__WHAT TO WORK ON__. Take the lines below beginning at the line that has "filename src/label.rs" and stopping after the line that has "service's behavior of", and print them exactly as they are, with no other lines.

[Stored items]
============

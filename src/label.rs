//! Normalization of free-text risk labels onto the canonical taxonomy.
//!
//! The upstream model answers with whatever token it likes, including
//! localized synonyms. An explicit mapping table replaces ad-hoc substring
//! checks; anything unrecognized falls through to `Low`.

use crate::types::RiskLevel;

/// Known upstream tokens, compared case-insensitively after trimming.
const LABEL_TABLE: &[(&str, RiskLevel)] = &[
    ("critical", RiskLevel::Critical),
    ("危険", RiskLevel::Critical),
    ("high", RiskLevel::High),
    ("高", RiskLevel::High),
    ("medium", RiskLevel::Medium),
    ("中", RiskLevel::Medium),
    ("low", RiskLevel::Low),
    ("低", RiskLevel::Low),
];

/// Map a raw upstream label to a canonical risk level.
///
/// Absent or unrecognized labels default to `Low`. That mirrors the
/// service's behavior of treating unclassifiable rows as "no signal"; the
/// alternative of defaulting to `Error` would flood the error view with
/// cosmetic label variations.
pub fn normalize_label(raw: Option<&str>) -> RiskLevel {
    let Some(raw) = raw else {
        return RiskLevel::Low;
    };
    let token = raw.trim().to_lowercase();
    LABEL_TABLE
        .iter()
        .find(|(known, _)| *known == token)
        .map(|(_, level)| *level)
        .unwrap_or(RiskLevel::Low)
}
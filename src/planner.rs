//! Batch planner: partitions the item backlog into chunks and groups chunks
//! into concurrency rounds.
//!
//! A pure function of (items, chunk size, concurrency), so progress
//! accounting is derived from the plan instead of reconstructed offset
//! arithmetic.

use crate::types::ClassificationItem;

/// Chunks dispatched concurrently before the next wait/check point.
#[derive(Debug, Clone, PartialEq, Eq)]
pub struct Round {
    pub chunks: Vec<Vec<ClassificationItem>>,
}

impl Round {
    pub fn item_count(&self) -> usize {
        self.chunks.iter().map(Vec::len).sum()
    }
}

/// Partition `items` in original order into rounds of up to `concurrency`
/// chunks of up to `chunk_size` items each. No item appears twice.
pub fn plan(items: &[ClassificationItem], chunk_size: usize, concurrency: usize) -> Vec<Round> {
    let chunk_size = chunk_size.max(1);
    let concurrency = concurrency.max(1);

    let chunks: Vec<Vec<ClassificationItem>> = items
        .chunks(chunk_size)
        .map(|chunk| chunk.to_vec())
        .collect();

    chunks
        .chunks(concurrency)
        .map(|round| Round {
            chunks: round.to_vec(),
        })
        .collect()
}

============

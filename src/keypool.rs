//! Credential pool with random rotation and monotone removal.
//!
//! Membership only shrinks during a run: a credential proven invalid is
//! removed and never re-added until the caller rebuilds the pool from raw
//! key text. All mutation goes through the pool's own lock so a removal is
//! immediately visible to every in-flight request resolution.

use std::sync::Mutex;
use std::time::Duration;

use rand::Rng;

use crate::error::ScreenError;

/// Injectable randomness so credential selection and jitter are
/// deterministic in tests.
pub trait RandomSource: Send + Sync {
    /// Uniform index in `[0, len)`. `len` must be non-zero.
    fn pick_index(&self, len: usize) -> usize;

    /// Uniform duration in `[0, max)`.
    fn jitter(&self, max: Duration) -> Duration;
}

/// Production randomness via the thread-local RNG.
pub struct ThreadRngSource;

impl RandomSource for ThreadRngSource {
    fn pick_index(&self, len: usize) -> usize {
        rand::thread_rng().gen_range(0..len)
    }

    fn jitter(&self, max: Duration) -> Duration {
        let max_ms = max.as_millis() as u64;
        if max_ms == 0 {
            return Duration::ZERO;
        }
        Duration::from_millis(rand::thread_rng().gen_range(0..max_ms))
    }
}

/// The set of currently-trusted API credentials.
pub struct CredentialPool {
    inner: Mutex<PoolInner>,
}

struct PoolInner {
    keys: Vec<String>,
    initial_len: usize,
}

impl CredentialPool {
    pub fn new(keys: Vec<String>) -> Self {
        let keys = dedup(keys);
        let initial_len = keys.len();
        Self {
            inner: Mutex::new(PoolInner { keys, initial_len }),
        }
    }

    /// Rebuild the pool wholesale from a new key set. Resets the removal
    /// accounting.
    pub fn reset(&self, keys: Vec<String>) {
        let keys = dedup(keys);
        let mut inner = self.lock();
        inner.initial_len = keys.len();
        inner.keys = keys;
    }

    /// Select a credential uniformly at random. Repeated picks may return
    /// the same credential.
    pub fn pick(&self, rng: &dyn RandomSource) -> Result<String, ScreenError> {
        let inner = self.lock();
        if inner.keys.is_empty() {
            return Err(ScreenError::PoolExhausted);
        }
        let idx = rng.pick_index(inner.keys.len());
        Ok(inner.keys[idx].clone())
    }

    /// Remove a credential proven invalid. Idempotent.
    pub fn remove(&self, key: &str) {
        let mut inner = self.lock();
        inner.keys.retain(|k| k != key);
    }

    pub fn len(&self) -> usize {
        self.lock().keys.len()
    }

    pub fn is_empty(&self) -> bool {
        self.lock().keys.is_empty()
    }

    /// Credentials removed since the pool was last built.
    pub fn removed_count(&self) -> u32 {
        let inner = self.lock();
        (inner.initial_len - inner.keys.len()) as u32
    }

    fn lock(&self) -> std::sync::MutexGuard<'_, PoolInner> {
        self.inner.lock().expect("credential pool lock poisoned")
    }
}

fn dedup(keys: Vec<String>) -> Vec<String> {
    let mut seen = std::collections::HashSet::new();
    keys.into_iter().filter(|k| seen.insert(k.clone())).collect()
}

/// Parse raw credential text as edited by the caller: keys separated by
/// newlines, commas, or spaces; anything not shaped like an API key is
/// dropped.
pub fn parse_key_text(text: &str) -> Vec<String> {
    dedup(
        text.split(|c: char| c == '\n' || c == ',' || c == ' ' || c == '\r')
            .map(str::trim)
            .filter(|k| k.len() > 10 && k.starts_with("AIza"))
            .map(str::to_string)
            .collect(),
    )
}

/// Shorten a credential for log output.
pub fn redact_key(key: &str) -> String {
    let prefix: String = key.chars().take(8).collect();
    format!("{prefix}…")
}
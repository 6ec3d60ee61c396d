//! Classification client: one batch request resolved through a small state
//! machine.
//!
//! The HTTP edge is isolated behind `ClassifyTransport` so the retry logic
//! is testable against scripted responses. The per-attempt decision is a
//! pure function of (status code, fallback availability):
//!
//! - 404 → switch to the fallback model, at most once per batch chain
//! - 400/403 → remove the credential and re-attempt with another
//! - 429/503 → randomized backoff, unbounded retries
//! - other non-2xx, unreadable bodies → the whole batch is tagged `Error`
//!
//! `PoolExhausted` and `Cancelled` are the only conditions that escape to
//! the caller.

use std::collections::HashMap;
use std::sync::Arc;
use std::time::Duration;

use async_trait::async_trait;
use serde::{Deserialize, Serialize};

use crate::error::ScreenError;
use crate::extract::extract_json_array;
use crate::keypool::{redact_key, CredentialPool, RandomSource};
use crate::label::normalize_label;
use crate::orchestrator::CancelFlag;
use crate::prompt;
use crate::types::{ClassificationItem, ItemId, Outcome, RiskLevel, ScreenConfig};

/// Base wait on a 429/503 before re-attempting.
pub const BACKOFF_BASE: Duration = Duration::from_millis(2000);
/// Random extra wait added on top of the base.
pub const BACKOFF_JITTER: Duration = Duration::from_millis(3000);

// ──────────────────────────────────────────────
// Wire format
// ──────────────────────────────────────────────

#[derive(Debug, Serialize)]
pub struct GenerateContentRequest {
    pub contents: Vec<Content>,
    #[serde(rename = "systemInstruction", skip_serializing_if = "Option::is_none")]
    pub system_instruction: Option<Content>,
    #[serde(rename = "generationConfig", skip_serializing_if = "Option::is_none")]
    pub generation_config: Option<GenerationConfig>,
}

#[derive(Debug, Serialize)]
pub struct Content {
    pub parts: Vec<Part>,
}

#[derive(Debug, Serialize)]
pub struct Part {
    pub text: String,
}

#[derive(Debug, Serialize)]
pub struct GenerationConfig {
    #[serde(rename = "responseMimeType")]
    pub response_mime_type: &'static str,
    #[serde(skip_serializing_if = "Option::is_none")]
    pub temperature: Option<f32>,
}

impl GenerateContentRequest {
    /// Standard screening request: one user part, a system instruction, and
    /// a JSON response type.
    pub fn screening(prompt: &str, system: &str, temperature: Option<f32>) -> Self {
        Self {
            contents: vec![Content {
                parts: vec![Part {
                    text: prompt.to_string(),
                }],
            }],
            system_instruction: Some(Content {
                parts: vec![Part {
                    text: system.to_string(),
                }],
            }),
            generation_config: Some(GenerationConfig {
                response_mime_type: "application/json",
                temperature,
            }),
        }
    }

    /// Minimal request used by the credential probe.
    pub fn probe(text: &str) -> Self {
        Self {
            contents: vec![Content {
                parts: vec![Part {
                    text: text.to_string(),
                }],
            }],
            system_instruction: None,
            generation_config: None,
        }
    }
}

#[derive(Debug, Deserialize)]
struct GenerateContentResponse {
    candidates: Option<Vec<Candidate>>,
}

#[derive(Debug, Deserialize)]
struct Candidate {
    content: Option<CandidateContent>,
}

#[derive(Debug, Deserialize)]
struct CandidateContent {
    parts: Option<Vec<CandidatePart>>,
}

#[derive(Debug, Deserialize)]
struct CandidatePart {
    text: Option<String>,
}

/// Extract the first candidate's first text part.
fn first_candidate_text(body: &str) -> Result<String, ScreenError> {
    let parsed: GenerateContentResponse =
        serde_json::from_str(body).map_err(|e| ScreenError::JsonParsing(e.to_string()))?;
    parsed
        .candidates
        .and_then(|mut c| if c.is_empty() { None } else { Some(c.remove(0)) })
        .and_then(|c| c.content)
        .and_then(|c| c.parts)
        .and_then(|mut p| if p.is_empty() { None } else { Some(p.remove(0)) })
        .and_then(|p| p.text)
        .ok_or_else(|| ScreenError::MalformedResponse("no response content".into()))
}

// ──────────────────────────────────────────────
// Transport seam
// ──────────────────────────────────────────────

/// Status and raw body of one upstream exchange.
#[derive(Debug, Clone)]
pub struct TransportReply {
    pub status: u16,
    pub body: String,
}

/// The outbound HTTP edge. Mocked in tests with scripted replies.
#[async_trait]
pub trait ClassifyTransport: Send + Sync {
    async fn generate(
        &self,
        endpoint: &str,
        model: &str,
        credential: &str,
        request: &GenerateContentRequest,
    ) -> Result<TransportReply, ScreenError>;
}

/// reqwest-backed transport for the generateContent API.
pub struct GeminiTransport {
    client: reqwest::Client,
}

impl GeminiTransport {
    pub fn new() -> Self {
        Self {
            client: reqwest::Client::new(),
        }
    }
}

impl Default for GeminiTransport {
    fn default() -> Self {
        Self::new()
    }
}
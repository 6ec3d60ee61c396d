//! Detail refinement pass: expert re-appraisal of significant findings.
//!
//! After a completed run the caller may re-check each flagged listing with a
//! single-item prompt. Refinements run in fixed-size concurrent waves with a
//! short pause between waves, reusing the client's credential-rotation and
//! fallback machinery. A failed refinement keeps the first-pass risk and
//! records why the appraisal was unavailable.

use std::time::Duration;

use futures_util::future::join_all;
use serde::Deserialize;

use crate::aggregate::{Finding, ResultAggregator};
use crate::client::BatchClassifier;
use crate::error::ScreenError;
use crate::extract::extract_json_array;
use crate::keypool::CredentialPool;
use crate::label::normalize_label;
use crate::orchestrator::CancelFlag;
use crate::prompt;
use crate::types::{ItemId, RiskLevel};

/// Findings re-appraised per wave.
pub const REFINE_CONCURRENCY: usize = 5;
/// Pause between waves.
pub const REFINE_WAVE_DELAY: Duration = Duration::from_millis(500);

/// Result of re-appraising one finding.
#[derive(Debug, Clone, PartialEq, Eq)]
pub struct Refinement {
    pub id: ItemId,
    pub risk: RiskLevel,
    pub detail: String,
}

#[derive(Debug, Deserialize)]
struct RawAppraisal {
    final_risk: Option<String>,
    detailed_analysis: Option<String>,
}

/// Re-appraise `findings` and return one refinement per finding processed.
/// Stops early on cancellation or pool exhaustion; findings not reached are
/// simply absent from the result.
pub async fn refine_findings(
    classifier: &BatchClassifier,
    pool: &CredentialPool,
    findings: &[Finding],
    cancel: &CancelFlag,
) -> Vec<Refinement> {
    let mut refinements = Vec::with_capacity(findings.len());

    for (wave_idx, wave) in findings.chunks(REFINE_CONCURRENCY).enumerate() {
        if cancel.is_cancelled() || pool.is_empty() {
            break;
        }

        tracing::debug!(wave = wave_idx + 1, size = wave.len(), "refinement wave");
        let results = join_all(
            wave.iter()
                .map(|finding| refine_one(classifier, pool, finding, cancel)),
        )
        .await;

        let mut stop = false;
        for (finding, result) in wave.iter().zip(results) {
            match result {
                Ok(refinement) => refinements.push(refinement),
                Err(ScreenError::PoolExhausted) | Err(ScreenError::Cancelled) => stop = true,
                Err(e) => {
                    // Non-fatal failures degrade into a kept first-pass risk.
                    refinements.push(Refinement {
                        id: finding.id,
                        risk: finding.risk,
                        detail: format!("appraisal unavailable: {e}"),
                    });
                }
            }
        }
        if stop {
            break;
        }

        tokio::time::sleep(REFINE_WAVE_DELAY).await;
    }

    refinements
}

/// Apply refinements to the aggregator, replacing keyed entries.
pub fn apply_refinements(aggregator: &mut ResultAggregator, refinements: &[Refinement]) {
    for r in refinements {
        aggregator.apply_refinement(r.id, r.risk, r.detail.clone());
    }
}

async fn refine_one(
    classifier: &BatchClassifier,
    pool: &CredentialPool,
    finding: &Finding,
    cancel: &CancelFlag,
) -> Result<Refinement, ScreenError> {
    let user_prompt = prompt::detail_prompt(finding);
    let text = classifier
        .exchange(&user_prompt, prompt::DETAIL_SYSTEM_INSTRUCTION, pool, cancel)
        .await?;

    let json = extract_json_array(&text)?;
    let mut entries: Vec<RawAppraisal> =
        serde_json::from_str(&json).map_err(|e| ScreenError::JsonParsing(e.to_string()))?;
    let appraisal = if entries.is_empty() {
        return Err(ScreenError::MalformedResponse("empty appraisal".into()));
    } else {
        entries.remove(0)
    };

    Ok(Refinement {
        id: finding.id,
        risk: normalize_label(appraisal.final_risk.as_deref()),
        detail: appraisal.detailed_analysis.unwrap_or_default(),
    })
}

============

__RESPONSE__.
filename src/label.rs
//! Normalization of free-text risk labels onto the canonical taxonomy.
//!
//! The upstream model answers with whatever token it likes, including
//! localized synonyms. An explicit mapping table replaces ad-hoc substring
//! checks; anything unrecognized falls through to `Low`.

use crate::types::RiskLevel;

/// Known upstream tokens, compared case-insensitively after trimming.
const LABEL_TABLE: &[(&str, RiskLevel)] = &[
    ("critical", RiskLevel::Critical),
    ("危険", RiskLevel::Critical),
    ("high", RiskLevel::High),
    ("高", RiskLevel::High),
    ("medium", RiskLevel::Medium),
    ("中", RiskLevel::Medium),
    ("low", RiskLevel::Low),
    ("低", RiskLevel::Low),
];

/// Map a raw upstream label to a canonical risk level.
///
/// Absent or unrecognized labels default to `Low`. That mirrors the
/// service's behavior of treating unclassifiable rows as "no signal"; the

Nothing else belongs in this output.